The tone of the US presidential campaign turned darker, with Hillary Clinton skewering Donald Trump as a man who flirts with racism and paranoid ideas, while he in turn labeled her a racist whose family foundation was a "criminal enterprise."
Speaking at a campaign event in Reno, Nevada, Clinton employed unusually tough language as she detailed a history of what she said were the Republican real estate mogul's discriminatory actions.
He had been sued as a young developer for failing to rent to black and Latino tenants, and by black employees of his casinos, the Democratic presidential candidate said.
The Republican nominee's recent choice of Steven Bannion, a firebrand conservative, as his new campaign chief showed Trump was embracing the extremist white nationalist stances of the so-called "alt-right" movement, she said.
"A man with a long history of racial discrimination who traffics in dark conspiracy theories drawn from the pages of supermarket tabloids and the far dark reaches of the internet should never run our government or command our military," Clinton said.
Her speech came on a day when one poll showed her support reaching an important threshold -- backing from just over half of all respondents. The survey by Quinnipiac University gave her a 51 to 41 percent lead over Trump in a head-to-head race.
Trump has recently attempted to enlarge his tiny base of support among blacks -- it has been as low as 1 percent -- arguing that African Americans have "nothing to lose" by voting for him.
He met with a group of black and Latino supporters at his Trump Towers in New York early on Thursday.
Speaking in New Hampshire later, Trump lashed out at Clinton, saying she was accusing "the decent Americans who support this campaign, your campaign, of being racists, which we're not."
Calling it "a tired, disgusting argument," he said it was Clinton who was being a "racist" by viewing minorities merely as a source of votes while doing nothing for them.
Trump doubled down later in an interview broadcast on CNN Thursday night, saying he personally thinks Clinton is "totally bigoted."
When asked to elaborate on the allegation, he said Clinton's policies "are bigoted because she knows they're not going to work."
- No path to legalization -
Trump also sought this week to moderate his earlier comments on immigration.

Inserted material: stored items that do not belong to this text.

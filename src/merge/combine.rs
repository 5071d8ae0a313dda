//! Union of an existing file with freshly rendered content.
//!
//! JSON and TOML files are merged structurally, flat text line by line.
//! Nested formats with no structural merge here (XML, YAML, brace-delimited
//! build scripts) are never combined: appending lines after their closing
//! element would produce a broken file. The existing side always wins on
//! conflicts, and a union that adds nothing yields [`Action::Skip`] so the
//! user's bytes are never rewritten just to reformat them.

use std::collections::HashSet;
use std::path::Path;

use crate::merge::Action;
use crate::render::file::is_binary;

pub fn combine(path: &Path, existing: &[u8], incoming: &[u8]) -> Action {
    if is_binary(existing) || is_binary(incoming) {
        tracing::warn!(path = %path.display(), "binary file cannot be combined, keeping existing");
        return Action::Skip;
    }

    let (Ok(existing), Ok(incoming)) = (std::str::from_utf8(existing), std::str::from_utf8(incoming))
    else {
        tracing::warn!(path = %path.display(), "file is not UTF-8, keeping existing");
        return Action::Skip;
    };

    let extension = path
        .extension()
        .map(|e| e.to_string_lossy().to_ascii_lowercase());

    let combined = match extension.as_deref() {
        Some("json") => combine_json(path, existing, incoming),
        Some("toml") => combine_toml(path, existing, incoming),
        _ if is_nested_format(path, extension.as_deref()) => {
            tracing::warn!(
                path = %path.display(),
                "nested format cannot be combined line by line, keeping existing"
            );
            None
        }
        _ => union_lines(existing, incoming),
    };

    match combined {
        Some(content) => Action::Write(content.into_bytes()),
        None => Action::Skip,
    }
}

const NESTED_EXTENSIONS: &[&str] = &[
    "xml", "xsd", "xsl", "xslt", "pom", "html", "htm", "xhtml", "svg", "yaml", "yml", "groovy",
    "gradle", "kts", "java", "kt", "js", "ts", "jsx", "tsx", "css", "scss",
];

const NESTED_FILE_NAMES: &[&str] = &["Jenkinsfile", "Dockerfile", "Containerfile"];

/// Formats where appended lines land outside the document's root structure.
fn is_nested_format(path: &Path, extension: Option<&str>) -> bool {
    if extension.is_some_and(|ext| NESTED_EXTENSIONS.contains(&ext)) {
        return true;
    }
    path.file_name()
        .and_then(|name| name.to_str())
        .is_some_and(|name| {
            NESTED_FILE_NAMES
                .iter()
                .any(|nested| name == *nested || name.starts_with(&format!("{nested}.")))
        })
}

fn combine_json(path: &Path, existing: &str, incoming: &str) -> Option<String> {
    let parsed = serde_json::from_str::<serde_json::Value>(existing)
        .and_then(|e| serde_json::from_str::<serde_json::Value>(incoming).map(|i| (e, i)));
    let (current, incoming) = match parsed {
        Ok(pair) => pair,
        Err(e) => {
            tracing::warn!(path = %path.display(), error = %e, "invalid JSON, keeping existing");
            return None;
        }
    };

    let mut merged = current.clone();
    union_json(&mut merged, incoming);
    if merged == current {
        return None;
    }

    match serde_json::to_string_pretty(&merged) {
        Ok(mut out) => {
            out.push('\n');
            Some(out)
        }
        Err(e) => {
            tracing::warn!(path = %path.display(), error = %e, "cannot serialize JSON, keeping existing");
            None
        }
    }
}

fn union_json(existing: &mut serde_json::Value, incoming: serde_json::Value) {
    use serde_json::Value;

    match (existing, incoming) {
        (Value::Object(current), Value::Object(new)) => {
            for (key, value) in new {
                match current.get_mut(&key) {
                    Some(slot) => union_json(slot, value),
                    None => {
                        current.insert(key, value);
                    }
                }
            }
        }
        (Value::Array(current), Value::Array(new)) => {
            for value in new {
                if !current.contains(&value) {
                    current.push(value);
                }
            }
        }
        // Scalars and mismatched types: the existing value wins.
        _ => {}
    }
}

fn combine_toml(path: &Path, existing: &str, incoming: &str) -> Option<String> {
    let parsed = existing
        .parse::<toml::Table>()
        .and_then(|e| incoming.parse::<toml::Table>().map(|i| (e, i)));
    let (current, incoming) = match parsed {
        Ok(pair) => pair,
        Err(e) => {
            tracing::warn!(path = %path.display(), error = %e, "invalid TOML, keeping existing");
            return None;
        }
    };

    let current = toml::Value::Table(current);
    let mut merged = current.clone();
    union_toml(&mut merged, toml::Value::Table(incoming));
    if merged == current {
        return None;
    }

    match toml::to_string_pretty(&merged) {
        Ok(out) => Some(out),
        Err(e) => {
            tracing::warn!(path = %path.display(), error = %e, "cannot serialize TOML, keeping existing");
            None
        }
    }
}

fn union_toml(existing: &mut toml::Value, incoming: toml::Value) {
    use toml::Value;

    match (existing, incoming) {
        (Value::Table(current), Value::Table(new)) => {
            for (key, value) in new {
                match current.get_mut(&key) {
                    Some(slot) => union_toml(slot, value),
                    None => {
                        current.insert(key, value);
                    }
                }
            }
        }
        (Value::Array(current), Value::Array(new)) => {
            for value in new {
                if !current.contains(&value) {
                    current.push(value);
                }
            }
        }
        _ => {}
    }
}

/// Append the incoming lines the existing text lacks.
///
/// Lines compare with trailing whitespace trimmed; blank lines are never
/// appended.
fn union_lines(existing: &str, incoming: &str) -> Option<String> {
    let present: HashSet<&str> = existing.lines().map(str::trim_end).collect();
    let mut queued = HashSet::new();
    let mut added = Vec::new();

    for line in incoming.lines() {
        let key = line.trim_end();
        if key.trim().is_empty() || present.contains(key) || !queued.insert(key) {
            continue;
        }
        added.push(key);
    }

    if added.is_empty() {
        return None;
    }

    let mut out = existing.to_string();
    if !out.is_empty() && !out.ends_with('\n') {
        out.push('\n');
    }
    for line in added {
        out.push_str(line);
        out.push('\n');
    }
    Some(out)
}

#[cfg(test)]
mod tests {
    use super::*;

    fn written(action: Action) -> String {
        match action {
            Action::Write(bytes) => String::from_utf8(bytes).unwrap(),
            Action::Skip => panic!("expected a write"),
        }
    }

    #[test]
    fn text_appends_missing_lines_in_order() {
        let out = combine(
            Path::new(".editorconfig"),
            b"root = true\n[*]\nindent_style = tab\n",
            b"root = true\n[*]\ncharset = utf-8\nend_of_line = lf\n",
        );
        assert_eq!(
            written(out),
            "root = true\n[*]\nindent_style = tab\ncharset = utf-8\nend_of_line = lf\n"
        );
    }

    #[test]
    fn text_without_trailing_newline_gets_one() {
        let out = combine(Path::new("notes.txt"), b"first", b"second\n");
        assert_eq!(written(out), "first\nsecond\n");
    }

    #[test]
    fn text_union_is_idempotent() {
        let first = written(combine(Path::new("a.txt"), b"a\n", b"a\nb\n\nb\n"));
        assert_eq!(first, "a\nb\n");
        let second = combine(Path::new("a.txt"), first.as_bytes(), b"a\nb\n\nb\n");
        assert_eq!(second, Action::Skip);
    }

    #[test]
    fn json_adds_keys_and_keeps_user_values() {
        let existing = br#"{"name": "mine", "scripts": {"build": "mvn package"}, "tags": ["a"]}"#;
        let incoming = br#"{"name": "template", "scripts": {"test": "mvn test"}, "tags": ["a", "b"]}"#;

        let out = written(combine(Path::new("package.json"), existing, incoming));
        let value: serde_json::Value = serde_json::from_str(&out).unwrap();
        assert_eq!(value["name"], "mine");
        assert_eq!(value["scripts"]["build"], "mvn package");
        assert_eq!(value["scripts"]["test"], "mvn test");
        assert_eq!(value["tags"], serde_json::json!(["a", "b"]));
        assert!(out.ends_with("}\n"));
    }

    #[test]
    fn json_with_nothing_new_is_skipped() {
        let existing = b"{\n    \"name\":   \"mine\"\n}";
        let out = combine(Path::new("package.json"), existing, br#"{"name": "other"}"#);
        assert_eq!(out, Action::Skip);
    }

    #[test]
    fn invalid_json_keeps_existing() {
        let out = combine(Path::new("package.json"), b"{ not json", br#"{"a": 1}"#);
        assert_eq!(out, Action::Skip);
    }

    #[test]
    fn toml_adds_missing_tables() {
        let existing = b"[server]\nport = 9090\n";
        let incoming = b"[server]\nport = 8080\nhost = \"0.0.0.0\"\n\n[logging]\nlevel = \"info\"\n";

        let out = written(combine(Path::new("app.toml"), existing, incoming));
        let table: toml::Table = out.parse().unwrap();
        assert_eq!(table["server"]["port"].as_integer(), Some(9090));
        assert_eq!(table["server"]["host"].as_str(), Some("0.0.0.0"));
        assert_eq!(table["logging"]["level"].as_str(), Some("info"));
    }

    #[test]
    fn shipped_settings_xml_is_not_combined() {
        let user = b"<?xml version=\"1.0\"?>\n<settings>\n  <servers/>\n</settings>\n";
        let template = include_bytes!("../../templates/devon4j/files/settings.xml.tera");

        let action = combine(Path::new("settings.xml"), user, template);
        assert_eq!(action, Action::Skip);
    }

    #[test]
    fn nested_build_scripts_are_not_combined() {
        for name in ["Jenkinsfile", "Dockerfile", "openshift.yaml", "build.gradle"] {
            let action = combine(Path::new(name), b"pipeline {\n}\n", b"pipeline {\n  agent any\n}\n");
            assert_eq!(action, Action::Skip, "{name}");
        }
    }

    #[test]
    fn flat_ignore_files_are_still_combined() {
        let out = combine(Path::new(".dockerignore"), b"*\n", b"*\n!target/*.jar\n");
        assert_eq!(written(out), "*\n!target/*.jar\n");
    }

    #[test]
    fn binary_content_is_never_combined() {
        let binary: Vec<u8> = (0..=255).collect();
        assert_eq!(combine(Path::new("logo.png"), &binary, b"text"), Action::Skip);
    }
}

As president, he would focus on deporting the "bad" immigrants without uprooting the "good" ones, he said -- a sharp shift from his early insistence that all undocumented immigrants be deported.

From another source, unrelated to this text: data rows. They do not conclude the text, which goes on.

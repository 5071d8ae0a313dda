use std::path::Path;

use similar::TextDiff;

use crate::tree::Tree;

/// A staged change relative to the tree as it was loaded.
pub struct Change<'a> {
    pub path: &'a Path,
    pub before: Option<&'a [u8]>,
    pub after: &'a [u8],
}

impl Change<'_> {
    pub fn is_create(&self) -> bool {
        self.before.is_none()
    }
}

/// Every path staged in `after`, paired with its content in `before`.
pub fn changes<'a>(before: &'a Tree, after: &'a Tree) -> Vec<Change<'a>> {
    after
        .staged()
        .filter_map(|path| {
            let content = after.read(path)?;
            Some(Change {
                path,
                before: before.read(path),
                after: content,
            })
        })
        .collect()
}

pub fn unified_diff(old: &str, new: &str, path: &Path) -> String {
    let diff = TextDiff::from_lines(old, new);
    let mut output = String::new();

    output.push_str(&format!(
        "--- a/{}\n+++ b/{}\n",
        path.display(),
        path.display()
    ));

    for hunk in diff.unified_diff().context_radius(3).iter_hunks() {
        output.push_str(&format!("{hunk}"));
    }

    output
}

#[cfg(test)]
mod tests {
    use super::*;

    #[test]
    fn changes_pair_staged_paths_with_previous_content() {
        let before = Tree::from_files([("pom.xml", b"old".to_vec())]).unwrap();
        let mut after = before.clone();
        after.write("pom.xml", b"new".to_vec()).unwrap();
        after.write("README.md", b"hi".to_vec()).unwrap();

        let changes = changes(&before, &after);
        assert_eq!(changes.len(), 2);
        assert_eq!(changes[0].path, Path::new("README.md"));
        assert!(changes[0].is_create());
        assert_eq!(changes[1].before, Some(&b"old"[..]));
    }

    #[test]
    fn unified_diff_marks_added_lines() {
        let diff = unified_diff("a\nb\n", "a\nb\nc\n", Path::new("f.txt"));
        assert!(diff.starts_with("--- a/f.txt\n+++ b/f.txt\n"));
        assert!(diff.contains("+c"));
    }
}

"You can't take 11 million at one time and say boom, you're gone," Trump said on CNN.
But he repeated his pledge that there would be "no legalization" route for undocumented immigrants already in the United States, even those who have committed no crime.
"There's no legalization and there's no amnesty," he said. "If somebody wants to go the legalization route, what they'll do is go, leave the country, hopefully come back in, and then we can talk."

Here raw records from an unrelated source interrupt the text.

mod cli;
mod commands;

use clap::Parser;
use cli::{Cli, Commands};
use tracing_subscriber::EnvFilter;

fn main() -> miette::Result<()> {
    let cli = Cli::parse();
    init_tracing(cli.verbose);

    match cli.command {
        Commands::Apply {
            path,
            merge,
            docker,
            openshift,
            data,
            templates,
            dry_run,
        } => commands::apply::run(
            path,
            merge,
            docker,
            openshift,
            data,
            templates,
            dry_run,
            cli.verbose,
        ),
        Commands::Check { path } => commands::check::run(path),
    }
}

fn init_tracing(verbose: bool) {
    let default = if verbose { "graft=debug" } else { "warn" };
    let filter = EnvFilter::try_from_default_env().unwrap_or_else(|_| EnvFilter::new(default));
    tracing_subscriber::fmt()
        .with_env_filter(filter)
        .with_writer(std::io::stderr)
        .with_target(false)
        .without_time()
        .init();
}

He also promised again that he would build a wall on the southern border.
"We will have a strong border and we'll have a tremendous wall, a wall that Mexico pays for," Trump told CNN.
Responding to Trump's immigration plan to step up deportation, the Clinton campaign said his extreme right-wing agenda "is fueling a dangerous movement of hatred across the country."
- 'Prejudice and paranoia' -
Giving in to the persistent urging of party leaders, Trump has begun relying more on a TelePrompter, allowing for fewer troublesome off-the-cuff remarks.
That new discipline has enabled the Republican tycoon to concentrate his attacks on Clinton and his allegations that, as secretary of state, she trafficked in influence through the family's Clinton Foundation.
Recently released emails showed that donors to the foundation had been given greater access to Clinton and her staff, he said.
"This week the curtain was truly lifted," he said." The corruption was revealed for all to see. The veil was pulled back on a vast criminal enterprise run out of the State Department by Hillary Clinton."
Clinton, who has denied the influence charges, pressed the argument that Trump lacks the temperament to be president.
"Donald Trump has built his campaign on prejudice and paranoia," she said. "He's taking hate groups mainstream and helping a radical fringe take over the Republican Party.
"His disregard for the values that make our country great is profoundly dangerous."